━━ Material shown ━━

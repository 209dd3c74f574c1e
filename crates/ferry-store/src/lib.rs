//! # ferry-store
//!
//! Durable record store for the Ferry signaling server, backed by SQLite.
//!
//! The crate exposes a synchronous [`Database`] handle that wraps a
//! `rusqlite::Connection` and provides typed CRUD helpers for the two
//! persisted record kinds: link-negotiation records and transfer-progress
//! markers.  Callers that live on the async runtime are expected to wrap
//! the handle in a mutex and treat each round-trip as a suspension point.

pub mod database;
pub mod link_requests;
pub mod migrations;
pub mod models;
pub mod transfer_meta;

mod error;

pub use database::Database;
pub use error::StoreError;
pub use models::*;
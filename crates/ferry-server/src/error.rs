use axum::http::StatusCode;
use axum::response::{IntoResponse, Response};
use thiserror::Error;

use ferry_shared::identity::AuthError;

#[derive(Debug, Error)]
pub enum ServerError {
    #[error("No token, authorization denied")]
    MissingToken,

    #[error("Authentication failed: {0}")]
    Auth(#[from] AuthError),
}

impl IntoResponse for ServerError {
    fn into_response(self) -> Response {
        let (status, message) = match &self {
            ServerError::MissingToken => (StatusCode::UNAUTHORIZED, self.to_string()),
            ServerError::Auth(_) => (StatusCode::UNAUTHORIZED, self.to_string()),
        };

        let body = serde_json::json!({
            "error": message,
        });

        (status, axum::Json(body)).into_response()
    }
}
use serde::{Deserialize, Serialize};

use crate::types::UserId;

/// Events a client may send over its connection.
///
/// Wire format is a JSON text frame `{"event": <name>, "data": <payload>}`.
/// Payload field names are camelCase on the wire.
///
/// Delivery of anything triggered by these events is at-most-once and
/// best-effort: an offline target, a full outbound queue, or a store
/// failure all drop the event silently.
#[derive(Debug, Clone, Serialize, Deserialize, PartialEq)]
#[serde(tag = "event", content = "data")]
pub enum ClientEvent {
    /// Bind this connection to a user identifier.
    #[serde(rename = "register")]
    Register(UserId),

    /// Propose a data link to another user.
    #[serde(rename = "send-link-request")]
    SendLinkRequest(LinkProposal),

    /// Accept or decline a previously received link request.
    #[serde(rename = "send-link-response")]
    SendLinkResponse(LinkResponse),

    /// Relay one chunk of an in-flight file transfer.
    #[serde(rename = "send-file-chunk")]
    SendFileChunk(FileChunk),

    /// Mark a transfer finished and clear its progress records.
    #[serde(rename = "complete-file-transfer")]
    CompleteFileTransfer(CompleteTransfer),

    /// Ask whether a transfer from `senderId` to `recipientId` is
    /// resumable.  Data is the `[recipientId, senderId]` pair.
    #[serde(rename = "check-file-transfer")]
    CheckFileTransfer(UserId, UserId),
}

/// Events the server may push to a client.
#[derive(Debug, Clone, Serialize, Deserialize, PartialEq)]
#[serde(tag = "event", content = "data")]
pub enum ServerEvent {
    /// Delivered to the recipient of a link proposal.
    #[serde(rename = "link-request")]
    LinkRequest(IncomingLinkRequest),

    /// Delivered to the requester when the recipient accepts.
    #[serde(rename = "link-accepted")]
    LinkAccepted(LinkOutcome),

    /// Delivered to the requester when the recipient declines.
    #[serde(rename = "link-declined")]
    LinkDeclined(LinkOutcome),

    /// One relayed chunk, delivered to the recipient.
    #[serde(rename = "file-chunk-received")]
    FileChunkReceived(IncomingFileChunk),

    /// Progress record for a resumable transfer, delivered in reply to
    /// `check-file-transfer`.
    #[serde(rename = "resume-file-transfer")]
    ResumeFileTransfer(TransferSnapshot),
}

#[derive(Debug, Clone, Serialize, Deserialize, PartialEq)]
#[serde(rename_all = "camelCase")]
pub struct LinkProposal {
    pub from: UserId,
    pub to: UserId,
    /// Opaque application-level link token; never inspected here.
    pub link: String,
}

#[derive(Debug, Clone, Serialize, Deserialize, PartialEq)]
#[serde(rename_all = "camelCase")]
pub struct LinkResponse {
    /// The original requester being answered.
    pub from: UserId,
    /// The recipient who is answering.
    pub to: UserId,
    pub accepted: bool,
}

#[derive(Debug, Clone, Serialize, Deserialize, PartialEq)]
#[serde(rename_all = "camelCase")]
pub struct FileChunk {
    pub recipient_id: UserId,
    pub file_name: String,
    /// Opaque chunk payload as the client encoded it (typically base64).
    pub chunk_data: String,
    pub chunk_index: u32,
    pub total_chunks: u32,
}

#[derive(Debug, Clone, Serialize, Deserialize, PartialEq)]
#[serde(rename_all = "camelCase")]
pub struct CompleteTransfer {
    pub recipient_id: UserId,
    pub file_name: String,
}

#[derive(Debug, Clone, Serialize, Deserialize, PartialEq)]
#[serde(rename_all = "camelCase")]
pub struct IncomingLinkRequest {
    pub from: UserId,
    pub link: String,
}

#[derive(Debug, Clone, Serialize, Deserialize, PartialEq)]
#[serde(rename_all = "camelCase")]
pub struct LinkOutcome {
    pub from: UserId,
}

#[derive(Debug, Clone, Serialize, Deserialize, PartialEq)]
#[serde(rename_all = "camelCase")]
pub struct IncomingFileChunk {
    pub file_name: String,
    pub chunk_data: String,
    pub chunk_index: u32,
}

/// Persisted transfer progress as surfaced to a resuming client.
#[derive(Debug, Clone, Serialize, Deserialize, PartialEq)]
#[serde(rename_all = "camelCase")]
pub struct TransferSnapshot {
    pub sender_id: UserId,
    pub recipient_id: UserId,
    pub file_name: String,
    /// Index of the last chunk the sender reported.
    pub current_chunk: u32,
    pub total_chunks: u32,
}
//! Bearer-token verification against the identity provider's signing
//! secret.
//!
//! The signup service (external to this repo) issues HS256 tokens whose
//! claims carry the user id and email it minted.  This verifier only
//! checks them; it never issues credentials.

use jsonwebtoken::{decode, errors::ErrorKind, Algorithm, DecodingKey, Validation};
use serde::Deserialize;

use ferry_shared::identity::{AuthError, IdentityProvider, VerifiedIdentity};
use ferry_shared::types::UserId;

/// Claims embedded by the signup service at issue time.
#[derive(Debug, Deserialize)]
struct Claims {
    id: String,
    email: String,
}

pub struct JwtVerifier {
    key: DecodingKey,
    validation: Validation,
}

impl JwtVerifier {
    pub fn new(secret: &str) -> Self {
        Self {
            key: DecodingKey::from_secret(secret.as_bytes()),
            validation: Validation::new(Algorithm::HS256),
        }
    }
}

impl IdentityProvider for JwtVerifier {
    fn verify(&self, token: &str) -> Result<VerifiedIdentity, AuthError> {
        let data =
            decode::<Claims>(token, &self.key, &self.validation).map_err(|e| match e.kind() {
                ErrorKind::ExpiredSignature => AuthError::ExpiredToken,
                _ => AuthError::InvalidToken,
            })?;

        Ok(VerifiedIdentity {
            id: UserId::new(data.claims.id),
            email: data.claims.email,
        })
    }
}

#[cfg(test)]
mod tests {
    use super::*;

    use jsonwebtoken::{encode, EncodingKey, Header};
    use serde::Serialize;

    #[derive(Serialize)]
    struct TestClaims {
        id: &'static str,
        email: &'static str,
        exp: i64,
    }

    fn token(secret: &str, exp: i64) -> String {
        let claims = TestClaims {
            id: "user-1",
            email: "user@example.com",
            exp,
        };
        encode(
            &Header::default(),
            &claims,
            &EncodingKey::from_secret(secret.as_bytes()),
        )
        .unwrap()
    }

    fn far_future() -> i64 {
        chrono::Utc::now().timestamp() + 3600
    }

    #[test]
    fn test_valid_token_verifies() {
        let verifier = JwtVerifier::new("secret");
        let identity = verifier.verify(&token("secret", far_future())).unwrap();
        assert_eq!(identity.id, UserId::from("user-1"));
        assert_eq!(identity.email, "user@example.com");
    }

    #[test]
    fn test_expired_token_is_distinguished() {
        let verifier = JwtVerifier::new("secret");
        let expired = chrono::Utc::now().timestamp() - 3600;
        assert_eq!(
            verifier.verify(&token("secret", expired)),
            Err(AuthError::ExpiredToken)
        );
    }

    #[test]
    fn test_wrong_secret_is_invalid() {
        let verifier = JwtVerifier::new("secret");
        assert_eq!(
            verifier.verify(&token("other-secret", far_future())),
            Err(AuthError::InvalidToken)
        );
    }

    #[test]
    fn test_garbage_token_is_invalid() {
        let verifier = JwtVerifier::new("secret");
        assert_eq!(
            verifier.verify("not-a-token"),
            Err(AuthError::InvalidToken)
        );
    }
}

━━━

◆ **The task**
Where a line in the entries holds "service", copy that line.

◆ **Written answer**
//! The signup service (external to this repo) issues HS256 tokens whose
/// Claims embedded by the signup service at issue time.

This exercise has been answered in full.